→ **Assignment**
Please say how many lines in the records contain the word "find", giving only the number.
[[ Entries supplied, beginning ]]
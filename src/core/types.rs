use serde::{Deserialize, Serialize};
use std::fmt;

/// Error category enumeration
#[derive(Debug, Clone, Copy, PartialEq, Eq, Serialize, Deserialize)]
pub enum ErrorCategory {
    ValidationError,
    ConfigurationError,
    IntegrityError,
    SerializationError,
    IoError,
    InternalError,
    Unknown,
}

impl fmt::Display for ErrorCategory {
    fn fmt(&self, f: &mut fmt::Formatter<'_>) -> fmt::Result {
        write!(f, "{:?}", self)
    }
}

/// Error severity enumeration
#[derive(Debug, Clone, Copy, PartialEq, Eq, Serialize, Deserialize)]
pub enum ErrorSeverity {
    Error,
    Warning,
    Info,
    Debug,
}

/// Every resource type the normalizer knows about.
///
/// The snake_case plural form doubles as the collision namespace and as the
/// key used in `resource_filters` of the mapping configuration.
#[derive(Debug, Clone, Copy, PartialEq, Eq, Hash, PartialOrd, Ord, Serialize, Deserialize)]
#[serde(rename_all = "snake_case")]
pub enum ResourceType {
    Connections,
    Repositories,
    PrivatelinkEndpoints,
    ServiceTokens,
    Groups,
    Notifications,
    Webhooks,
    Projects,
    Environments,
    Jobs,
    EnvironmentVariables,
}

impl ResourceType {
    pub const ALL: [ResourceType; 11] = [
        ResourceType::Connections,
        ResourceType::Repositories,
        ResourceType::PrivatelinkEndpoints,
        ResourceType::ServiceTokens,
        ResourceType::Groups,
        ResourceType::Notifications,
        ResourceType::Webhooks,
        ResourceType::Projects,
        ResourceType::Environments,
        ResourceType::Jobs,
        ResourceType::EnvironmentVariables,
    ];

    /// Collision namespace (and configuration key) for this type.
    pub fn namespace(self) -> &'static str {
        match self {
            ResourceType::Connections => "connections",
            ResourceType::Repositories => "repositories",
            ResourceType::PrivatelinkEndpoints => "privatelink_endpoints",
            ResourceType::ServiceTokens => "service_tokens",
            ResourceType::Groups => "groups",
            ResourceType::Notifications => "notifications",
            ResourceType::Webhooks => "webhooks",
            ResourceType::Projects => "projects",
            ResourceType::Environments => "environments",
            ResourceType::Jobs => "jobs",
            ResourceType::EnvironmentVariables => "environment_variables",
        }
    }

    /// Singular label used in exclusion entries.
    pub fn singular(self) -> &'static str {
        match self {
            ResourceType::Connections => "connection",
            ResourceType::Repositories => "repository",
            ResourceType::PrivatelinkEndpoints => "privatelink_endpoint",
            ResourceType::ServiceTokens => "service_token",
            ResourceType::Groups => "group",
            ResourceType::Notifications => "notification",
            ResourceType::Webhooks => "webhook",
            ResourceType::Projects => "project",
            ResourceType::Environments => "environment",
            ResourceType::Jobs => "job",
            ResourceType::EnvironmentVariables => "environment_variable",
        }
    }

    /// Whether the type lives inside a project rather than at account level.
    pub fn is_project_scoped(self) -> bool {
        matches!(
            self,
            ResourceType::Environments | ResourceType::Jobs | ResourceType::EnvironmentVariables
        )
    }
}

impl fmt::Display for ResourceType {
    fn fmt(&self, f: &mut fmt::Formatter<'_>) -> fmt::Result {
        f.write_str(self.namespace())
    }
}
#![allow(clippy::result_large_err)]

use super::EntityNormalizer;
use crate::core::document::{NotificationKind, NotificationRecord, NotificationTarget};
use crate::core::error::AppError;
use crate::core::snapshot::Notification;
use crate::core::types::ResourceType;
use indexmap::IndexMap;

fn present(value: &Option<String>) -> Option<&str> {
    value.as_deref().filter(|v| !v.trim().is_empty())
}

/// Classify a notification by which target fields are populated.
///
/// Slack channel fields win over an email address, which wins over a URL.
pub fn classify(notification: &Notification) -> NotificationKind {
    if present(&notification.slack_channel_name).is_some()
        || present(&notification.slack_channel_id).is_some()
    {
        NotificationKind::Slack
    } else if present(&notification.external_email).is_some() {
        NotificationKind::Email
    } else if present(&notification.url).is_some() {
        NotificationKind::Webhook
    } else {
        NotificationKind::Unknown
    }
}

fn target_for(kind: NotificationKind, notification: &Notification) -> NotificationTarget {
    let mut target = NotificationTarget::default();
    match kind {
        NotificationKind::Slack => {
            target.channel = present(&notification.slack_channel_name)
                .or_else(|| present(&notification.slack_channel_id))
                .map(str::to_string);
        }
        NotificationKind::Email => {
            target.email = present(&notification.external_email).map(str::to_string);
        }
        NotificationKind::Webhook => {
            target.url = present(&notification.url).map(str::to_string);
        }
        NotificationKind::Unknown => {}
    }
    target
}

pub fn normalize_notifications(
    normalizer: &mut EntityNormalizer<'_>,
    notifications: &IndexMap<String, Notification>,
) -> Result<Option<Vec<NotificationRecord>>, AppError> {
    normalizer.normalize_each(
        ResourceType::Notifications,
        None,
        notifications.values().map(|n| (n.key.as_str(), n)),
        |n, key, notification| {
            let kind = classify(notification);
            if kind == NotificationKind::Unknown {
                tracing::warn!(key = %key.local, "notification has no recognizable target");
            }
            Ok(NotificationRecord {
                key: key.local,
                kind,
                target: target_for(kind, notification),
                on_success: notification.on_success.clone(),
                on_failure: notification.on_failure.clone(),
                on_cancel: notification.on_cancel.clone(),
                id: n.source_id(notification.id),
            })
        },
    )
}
[[ Entries supplied, end ]]
[[ Entries supplied, beginning ]]
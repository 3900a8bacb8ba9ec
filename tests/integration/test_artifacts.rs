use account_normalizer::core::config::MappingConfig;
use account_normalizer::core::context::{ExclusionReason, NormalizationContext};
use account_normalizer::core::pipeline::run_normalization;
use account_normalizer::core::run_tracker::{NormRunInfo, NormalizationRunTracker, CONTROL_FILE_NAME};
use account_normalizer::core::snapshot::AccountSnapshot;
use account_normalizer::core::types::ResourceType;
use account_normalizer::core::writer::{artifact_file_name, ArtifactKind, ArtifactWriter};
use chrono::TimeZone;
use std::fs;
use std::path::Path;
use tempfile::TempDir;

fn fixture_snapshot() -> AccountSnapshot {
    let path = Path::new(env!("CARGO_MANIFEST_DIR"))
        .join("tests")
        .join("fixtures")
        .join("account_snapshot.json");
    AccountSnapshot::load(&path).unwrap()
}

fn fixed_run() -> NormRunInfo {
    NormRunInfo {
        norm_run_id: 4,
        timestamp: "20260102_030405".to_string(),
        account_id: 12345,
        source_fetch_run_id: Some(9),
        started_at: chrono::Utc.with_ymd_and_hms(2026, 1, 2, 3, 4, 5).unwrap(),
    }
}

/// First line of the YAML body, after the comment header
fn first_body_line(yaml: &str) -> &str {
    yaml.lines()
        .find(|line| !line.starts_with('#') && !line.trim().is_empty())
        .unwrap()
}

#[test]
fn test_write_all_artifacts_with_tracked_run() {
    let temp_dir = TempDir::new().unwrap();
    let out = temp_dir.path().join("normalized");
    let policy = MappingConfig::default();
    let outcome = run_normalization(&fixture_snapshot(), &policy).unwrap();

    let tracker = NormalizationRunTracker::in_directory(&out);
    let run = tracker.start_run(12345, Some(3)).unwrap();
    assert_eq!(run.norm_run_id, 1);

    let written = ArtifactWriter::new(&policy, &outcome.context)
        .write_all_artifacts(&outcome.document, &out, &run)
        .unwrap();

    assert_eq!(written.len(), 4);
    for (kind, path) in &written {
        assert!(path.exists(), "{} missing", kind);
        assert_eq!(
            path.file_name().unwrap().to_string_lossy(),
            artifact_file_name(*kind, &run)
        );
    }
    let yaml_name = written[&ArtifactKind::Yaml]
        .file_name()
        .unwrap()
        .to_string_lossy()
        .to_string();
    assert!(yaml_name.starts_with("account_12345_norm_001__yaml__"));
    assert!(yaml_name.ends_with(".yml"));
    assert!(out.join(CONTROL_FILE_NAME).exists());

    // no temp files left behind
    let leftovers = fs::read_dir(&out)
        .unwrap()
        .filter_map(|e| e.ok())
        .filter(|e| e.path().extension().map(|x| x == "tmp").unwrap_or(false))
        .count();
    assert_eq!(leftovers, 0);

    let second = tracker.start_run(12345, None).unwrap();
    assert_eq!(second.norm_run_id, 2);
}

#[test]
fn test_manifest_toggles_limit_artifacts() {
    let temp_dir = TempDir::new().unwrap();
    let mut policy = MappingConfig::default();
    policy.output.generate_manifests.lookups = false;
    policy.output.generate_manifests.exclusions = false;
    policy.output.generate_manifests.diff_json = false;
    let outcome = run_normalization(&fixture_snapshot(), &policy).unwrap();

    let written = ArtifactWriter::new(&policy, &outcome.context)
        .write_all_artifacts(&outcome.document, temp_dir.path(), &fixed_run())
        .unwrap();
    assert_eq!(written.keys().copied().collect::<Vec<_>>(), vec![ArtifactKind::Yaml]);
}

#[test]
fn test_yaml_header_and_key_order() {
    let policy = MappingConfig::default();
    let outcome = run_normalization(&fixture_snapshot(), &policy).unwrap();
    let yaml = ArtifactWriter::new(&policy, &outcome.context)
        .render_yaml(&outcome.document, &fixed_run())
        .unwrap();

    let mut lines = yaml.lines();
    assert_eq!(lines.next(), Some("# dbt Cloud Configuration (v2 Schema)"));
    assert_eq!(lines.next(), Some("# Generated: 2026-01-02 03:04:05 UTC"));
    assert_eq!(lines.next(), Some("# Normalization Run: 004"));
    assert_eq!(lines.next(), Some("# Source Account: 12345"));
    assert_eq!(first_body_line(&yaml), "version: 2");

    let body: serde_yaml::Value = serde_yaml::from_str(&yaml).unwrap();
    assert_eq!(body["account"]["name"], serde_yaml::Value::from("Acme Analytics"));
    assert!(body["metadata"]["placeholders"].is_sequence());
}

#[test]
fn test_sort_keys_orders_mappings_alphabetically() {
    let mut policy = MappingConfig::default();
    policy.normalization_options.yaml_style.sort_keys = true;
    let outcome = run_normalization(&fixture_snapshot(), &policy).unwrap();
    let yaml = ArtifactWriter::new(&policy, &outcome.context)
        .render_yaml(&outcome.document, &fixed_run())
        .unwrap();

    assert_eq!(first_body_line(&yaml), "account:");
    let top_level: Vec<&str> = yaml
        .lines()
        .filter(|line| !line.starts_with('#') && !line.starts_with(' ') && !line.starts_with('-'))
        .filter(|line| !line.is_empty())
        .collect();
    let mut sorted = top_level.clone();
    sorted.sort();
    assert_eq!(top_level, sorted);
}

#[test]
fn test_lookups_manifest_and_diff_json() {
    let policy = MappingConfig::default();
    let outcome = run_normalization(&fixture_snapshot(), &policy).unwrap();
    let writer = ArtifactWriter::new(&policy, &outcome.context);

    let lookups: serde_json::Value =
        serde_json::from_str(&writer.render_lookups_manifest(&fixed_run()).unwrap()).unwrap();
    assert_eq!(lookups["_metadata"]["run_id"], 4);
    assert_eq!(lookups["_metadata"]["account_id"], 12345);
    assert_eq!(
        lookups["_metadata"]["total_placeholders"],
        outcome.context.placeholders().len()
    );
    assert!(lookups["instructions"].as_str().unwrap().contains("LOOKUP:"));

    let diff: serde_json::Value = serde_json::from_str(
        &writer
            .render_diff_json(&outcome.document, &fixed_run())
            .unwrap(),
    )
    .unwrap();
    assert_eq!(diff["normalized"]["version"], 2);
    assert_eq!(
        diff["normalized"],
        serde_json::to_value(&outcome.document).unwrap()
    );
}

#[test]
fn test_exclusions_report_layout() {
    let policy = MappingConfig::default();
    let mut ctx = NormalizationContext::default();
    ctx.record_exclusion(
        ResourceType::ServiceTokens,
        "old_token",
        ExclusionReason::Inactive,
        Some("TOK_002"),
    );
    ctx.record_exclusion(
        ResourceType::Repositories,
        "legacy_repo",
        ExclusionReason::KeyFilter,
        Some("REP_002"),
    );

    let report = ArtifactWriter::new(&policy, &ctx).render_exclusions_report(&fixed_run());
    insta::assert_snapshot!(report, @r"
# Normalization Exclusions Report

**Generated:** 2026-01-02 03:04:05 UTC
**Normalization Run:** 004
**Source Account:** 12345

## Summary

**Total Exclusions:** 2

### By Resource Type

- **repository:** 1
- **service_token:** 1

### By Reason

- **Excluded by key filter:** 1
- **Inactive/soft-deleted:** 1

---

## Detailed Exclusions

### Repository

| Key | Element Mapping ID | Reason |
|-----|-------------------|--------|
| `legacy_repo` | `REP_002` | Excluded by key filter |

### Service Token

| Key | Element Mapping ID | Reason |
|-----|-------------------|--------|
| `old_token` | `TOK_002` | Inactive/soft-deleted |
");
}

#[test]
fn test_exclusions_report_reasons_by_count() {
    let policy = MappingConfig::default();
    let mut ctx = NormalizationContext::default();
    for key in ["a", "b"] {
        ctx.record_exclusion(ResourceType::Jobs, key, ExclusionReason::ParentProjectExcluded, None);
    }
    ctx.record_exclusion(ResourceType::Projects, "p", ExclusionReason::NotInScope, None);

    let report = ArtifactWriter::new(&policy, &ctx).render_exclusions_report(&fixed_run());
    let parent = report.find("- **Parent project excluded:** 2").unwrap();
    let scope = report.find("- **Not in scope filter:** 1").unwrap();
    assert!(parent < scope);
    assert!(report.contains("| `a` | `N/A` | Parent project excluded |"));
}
[[ Entries supplied, end ]]
→ **Problem solution**
3